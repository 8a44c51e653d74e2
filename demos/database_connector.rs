use std::fmt;

use optf::{OptionError, OptionTable};
use tracing_subscriber::EnvFilter;

#[derive(Debug, Default)]
struct Settings {
    host: String,
    username: String,
    password: String,
    port: u16,
}

trait Database: fmt::Display {
    fn settings_mut(&mut self) -> &mut Settings;
}

struct MySql(Settings);
struct PostgreSql(Settings);

impl MySql {
    fn new() -> Self {
        MySql(Settings {
            port: 3306,
            ..Settings::default()
        })
    }
}

impl PostgreSql {
    fn new() -> Self {
        PostgreSql(Settings {
            port: 5432,
            ..Settings::default()
        })
    }
}

impl fmt::Display for Settings {
    fn fmt(&self, f: &mut fmt::Formatter<'_>) -> fmt::Result {
        writeln!(f, "Host: {}", self.host)?;
        writeln!(f, "Username: {}", self.username)?;
        writeln!(f, "Password: {}", self.password)?;
        writeln!(f, "Port: {}", self.port)
    }
}

impl fmt::Display for MySql {
    fn fmt(&self, f: &mut fmt::Formatter<'_>) -> fmt::Result {
        writeln!(f, " MySQL ")?;
        write!(f, "{}", self.0)
    }
}

impl fmt::Display for PostgreSql {
    fn fmt(&self, f: &mut fmt::Formatter<'_>) -> fmt::Result {
        writeln!(f, " PostgreSQL ")?;
        write!(f, "{}", self.0)
    }
}

impl Database for MySql {
    fn settings_mut(&mut self) -> &mut Settings {
        &mut self.0
    }
}

impl Database for PostgreSql {
    fn settings_mut(&mut self) -> &mut Settings {
        &mut self.0
    }
}

// Anything that can be built from the raw option text.
#[derive(Debug, Default)]
struct AnyObject(String);

impl From<&str> for AnyObject {
    fn from(s: &str) -> Self {
        AnyObject(s.to_string())
    }
}

#[derive(Default)]
struct DatabaseConnector {
    dbtype: Option<Box<dyn Database>>,
    pconnect: bool,
    any: AnyObject,
}

fn set_db_type(db: &str) -> Option<Box<dyn Database>> {
    if db == "mysql" {
        Some(Box::new(MySql::new()))
    } else {
        Some(Box::new(PostgreSql::new()))
    }
}

fn settings(c: &mut DatabaseConnector) -> Option<&mut Settings> {
    c.dbtype.as_mut().map(|db| db.settings_mut())
}

impl DatabaseConnector {
    fn new<I>(options: I) -> Result<Self, OptionError>
    where
        I: IntoIterator,
        I::Item: AsRef<str>,
    {
        let table = OptionTable::new()
            .transform("dbtype", |c: &mut Self| &mut c.dbtype, set_db_type)
            .define("pconnect", |c: &mut Self| &mut c.pconnect)
            .define_via("username", |c: &mut Self| settings(c).map(|s| &mut s.username))
            .define_via("password", |c: &mut Self| settings(c).map(|s| &mut s.password))
            .define_via("port", |c: &mut Self| settings(c).map(|s| &mut s.port))
            .define_via("host", |c: &mut Self| settings(c).map(|s| &mut s.host))
            .object("any", |c: &mut Self| &mut c.any);

        let mut this = DatabaseConnector::default();
        let report = table.load(&mut this, options)?;
        for token in report.skipped() {
            tracing::warn!(token = token.as_str(), "ignored malformed option");
        }
        Ok(this)
    }

    fn print(&self) {
        if let Some(db) = &self.dbtype {
            print!("{}", db);
        }
        println!("Pconnect: {}", self.pconnect);
        println!("object: {}", self.any.0);
    }
}

fn main() -> Result<(), OptionError> {
    tracing_subscriber::fmt()
        .with_env_filter(EnvFilter::from_default_env())
        .init();

    let mc = DatabaseConnector::new([
        "dbtype=postgresql",
        "username=root",
        "host=localhost",
        "pconnect=true",
        "any=ANY OBJECT",
        "password=mypass",
        "port=1234",
    ])?;
    mc.print();
    Ok(())
}
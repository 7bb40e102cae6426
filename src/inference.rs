//! Generated year-in-review text
//!
//! One chat-completions request to a hosted model, with a prompt built from
//! the dataset aggregates.

use crate::error::{Result, WrapupError};
use crate::stats::{Aggregates, BOOK_PRICE_USD};
use reqwest::blocking::Client;
use serde::{Deserialize, Serialize};
use std::fmt::Write as _;
use std::time::Duration;

/// Persona sent as the system message ahead of the statistics
pub const SYSTEM_PROMPT: &str = "You are an expert librarian advocate who loves books and economics. \
     Only output the recap that is asked of you, without any reasoning. Have fun advocating for libraries \
     and tell the reader how much money they saved this year by borrowing books instead of buying them.";

#[derive(Debug, Clone)]
pub struct InferenceConfig {
    pub endpoint: String,
    pub model: String,
    pub temperature: f32,
    pub max_tokens: u32,
    pub timeout: Duration,
}

impl Default for InferenceConfig {
    fn default() -> Self {
        Self {
            endpoint: "https://inference.do-ai.run/v1/chat/completions".to_string(),
            model: "llama3.3-70b-instruct".to_string(),
            temperature: 0.2,
            max_tokens: 500,
            timeout: Duration::from_secs(60),
        }
    }
}

#[derive(Debug, Clone, PartialEq, Serialize, Deserialize)]
pub struct ChatMessage {
    pub role: String,
    pub content: String,
}

impl ChatMessage {
    pub fn system(content: impl Into<String>) -> Self {
        Self { role: "system".to_string(), content: content.into() }
    }

    pub fn user(content: impl Into<String>) -> Self {
        Self { role: "user".to_string(), content: content.into() }
    }
}

#[derive(Debug, Clone, Serialize)]
pub struct ChatRequest {
    pub model: String,
    pub messages: Vec<ChatMessage>,
    pub temperature: f32,
    pub max_tokens: u32,
}

#[derive(Debug, Clone, Deserialize)]
pub struct ChatResponse {
    #[serde(default)]
    pub choices: Vec<ChatChoice>,
}

#[derive(Debug, Clone, Deserialize)]
pub struct ChatChoice {
    pub message: ChatMessage,
}

impl ChatResponse {
    /// Text of the first choice, if it has any
    pub fn text(&self) -> Option<&str> {
        self.choices.first().map(|c| c.message.content.trim()).filter(|text| !text.is_empty())
    }
}

/// Prompt asking for an upbeat, library-minded recap of the year
pub fn build_prompt(aggregates: &Aggregates, year: Option<i32>) -> String {
    let period = year.map(|y| y.to_string()).unwrap_or_else(|| "this year".to_string());
    let books = &aggregates.books;
    let activities = &aggregates.activities;
    let library = &aggregates.library;

    let mut prompt = format!("Write a short, warm recap of {} for the reader based on these statistics.\n\n", period);

    let _ = writeln!(prompt, "Books: {}", books.count);
    let _ = writeln!(prompt, "Library checkouts: {}", library.checkouts);
    if let Some(rating) = books.average_rating {
        let _ = writeln!(prompt, "Average rating: {:.2} out of 5", rating);
    }
    if books.total_pages > 0 {
        let _ = writeln!(prompt, "Pages read: {}", books.total_pages);
    }
    if let Some(longest) = &books.longest {
        let _ = writeln!(prompt, "Longest book: {} ({} pages)", longest.title, longest.pages);
    }
    if !books.top_authors.is_empty() {
        let authors: Vec<&str> = books.top_authors.iter().map(|a| a.author.as_str()).collect();
        let _ = writeln!(prompt, "Favorite authors: {}", authors.join(", "));
    }
    if activities.count > 0 {
        let _ = writeln!(
            prompt,
            "Workouts: {} covering {:.2} miles over {:.2} hours",
            activities.count, activities.total_distance_miles, activities.total_hours
        );
        if activities.total_elevation_gain_m > 0.0 {
            let _ = writeln!(prompt, "Elevation climbed: {:.0} m", activities.total_elevation_gain_m);
        }
    }

    let _ = write!(
        prompt,
        "\nAssume each library book would have cost ${:.0} to buy and estimate how much the reader saved \
         (about ${:.2}). Keep it under 150 words.",
        BOOK_PRICE_USD, library.estimated_savings_usd
    );

    prompt
}

pub struct InferenceClient {
    config: InferenceConfig,
    api_key: String,
    client: Client,
}

impl std::fmt::Debug for InferenceClient {
    fn fmt(&self, f: &mut std::fmt::Formatter<'_>) -> std::fmt::Result {
        f.debug_struct("InferenceClient")
            .field("endpoint", &self.config.endpoint)
            .field("model", &self.config.model)
            .finish_non_exhaustive()
    }
}

impl InferenceClient {
    pub fn new(config: InferenceConfig, api_key: impl Into<String>) -> Result<Self> {
        let client = Client::builder()
            .timeout(config.timeout)
            .build()
            .map_err(|e| WrapupError::InferenceFailed(format!("Failed to create HTTP client: {}", e)))?;

        Ok(Self { config, api_key: api_key.into(), client })
    }

    pub fn request_for(&self, prompt: impl Into<String>) -> ChatRequest {
        ChatRequest {
            model: self.config.model.clone(),
            messages: vec![ChatMessage::system(SYSTEM_PROMPT), ChatMessage::user(prompt)],
            temperature: self.config.temperature,
            max_tokens: self.config.max_tokens,
        }
    }

    /// Send one prompt and return the generated text
    pub fn complete(&self, prompt: impl Into<String>) -> Result<String> {
        let request = self.request_for(prompt);
        log::info!("Requesting summary from {} ({})", self.config.endpoint, self.config.model);

        let response = self
            .client
            .post(&self.config.endpoint)
            .bearer_auth(&self.api_key)
            .json(&request)
            .send()
            .map_err(|e| WrapupError::InferenceFailed(e.to_string()))?;

        let status = response.status();
        if !status.is_success() {
            let body = response.text().unwrap_or_default();
            return Err(WrapupError::InferenceFailed(format!("HTTP {}: {}", status, body.trim())));
        }

        let parsed: ChatResponse =
            response.json().map_err(|e| WrapupError::InferenceFailed(format!("Invalid response: {}", e)))?;

        parsed
            .text()
            .map(str::to_string)
            .ok_or_else(|| WrapupError::InferenceFailed("response contained no text".to_string()))
    }

    pub fn summarize(&self, aggregates: &Aggregates, year: Option<i32>) -> Result<String> {
        self.complete(build_prompt(aggregates, year))
    }
}

#[cfg(test)]
mod tests {
    use super::*;
    use crate::stats::{AuthorCount, LongestBook};

    fn aggregates() -> Aggregates {
        let mut aggregates = Aggregates::default();
        aggregates.books.count = 12;
        aggregates.books.average_rating = Some(4.25);
        aggregates.books.longest = Some(LongestBook { title: "Anathem".to_string(), pages: 937 });
        aggregates.books.top_authors = vec![AuthorCount { author: "Ursula K. Le Guin".to_string(), books: 3 }];
        aggregates.library.checkouts = 10;
        aggregates.library.estimated_savings_usd = 230.0;
        aggregates
    }

    #[test]
    fn test_prompt_mentions_stats() {
        let prompt = build_prompt(&aggregates(), Some(2025));

        assert!(prompt.contains("recap of 2025"));
        assert!(prompt.contains("Books: 12"));
        assert!(prompt.contains("Library checkouts: 10"));
        assert!(prompt.contains("Average rating: 4.25"));
        assert!(prompt.contains("Anathem (937 pages)"));
        assert!(prompt.contains("Ursula K. Le Guin"));
        assert!(prompt.contains("$23"));
        assert!(prompt.contains("$230.00"));
        assert!(!prompt.contains("Workouts"));
        assert!(!prompt.contains("librarian"));
    }

    #[test]
    fn test_request_payload() {
        let client = InferenceClient::new(InferenceConfig::default(), "sk-test").unwrap();
        let value = serde_json::to_value(client.request_for("hello")).unwrap();

        assert_eq!(value["model"], "llama3.3-70b-instruct");
        assert_eq!(value["max_tokens"], 500);
        assert_eq!(value["messages"].as_array().unwrap().len(), 2);
        assert_eq!(value["messages"][0]["role"], "system");
        assert!(value["messages"][0]["content"].as_str().unwrap().contains("librarian"));
        assert_eq!(value["messages"][1]["role"], "user");
        assert_eq!(value["messages"][1]["content"], "hello");
    }

    #[test]
    fn test_debug_hides_api_key() {
        let client = InferenceClient::new(InferenceConfig::default(), "sk-test").unwrap();
        assert!(!format!("{:?}", client).contains("sk-test"));
    }

    #[test]
    fn test_response_text() {
        let parsed: ChatResponse = serde_json::from_str(
            r#"{"choices":[{"message":{"role":"assistant","content":"  What a year!  "}}]}"#,
        )
        .unwrap();
        assert_eq!(parsed.text(), Some("What a year!"));

        let empty: ChatResponse = serde_json::from_str(r#"{"choices":[]}"#).unwrap();
        assert_eq!(empty.text(), None);
    }

    #[test]
    fn test_unreachable_endpoint_is_inference_failure() {
        let config = InferenceConfig {
            endpoint: "http://127.0.0.1:9/v1/chat/completions".to_string(),
            timeout: Duration::from_secs(2),
            ..InferenceConfig::default()
        };
        let client = InferenceClient::new(config, "sk-test").unwrap();

        let err = client.complete("hello").unwrap_err();
        assert!(matches!(err, WrapupError::InferenceFailed(_)));
    }
}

*Action item:* Go through the lines above and count those with "statistics"; report only the number.

*Answer section:* 2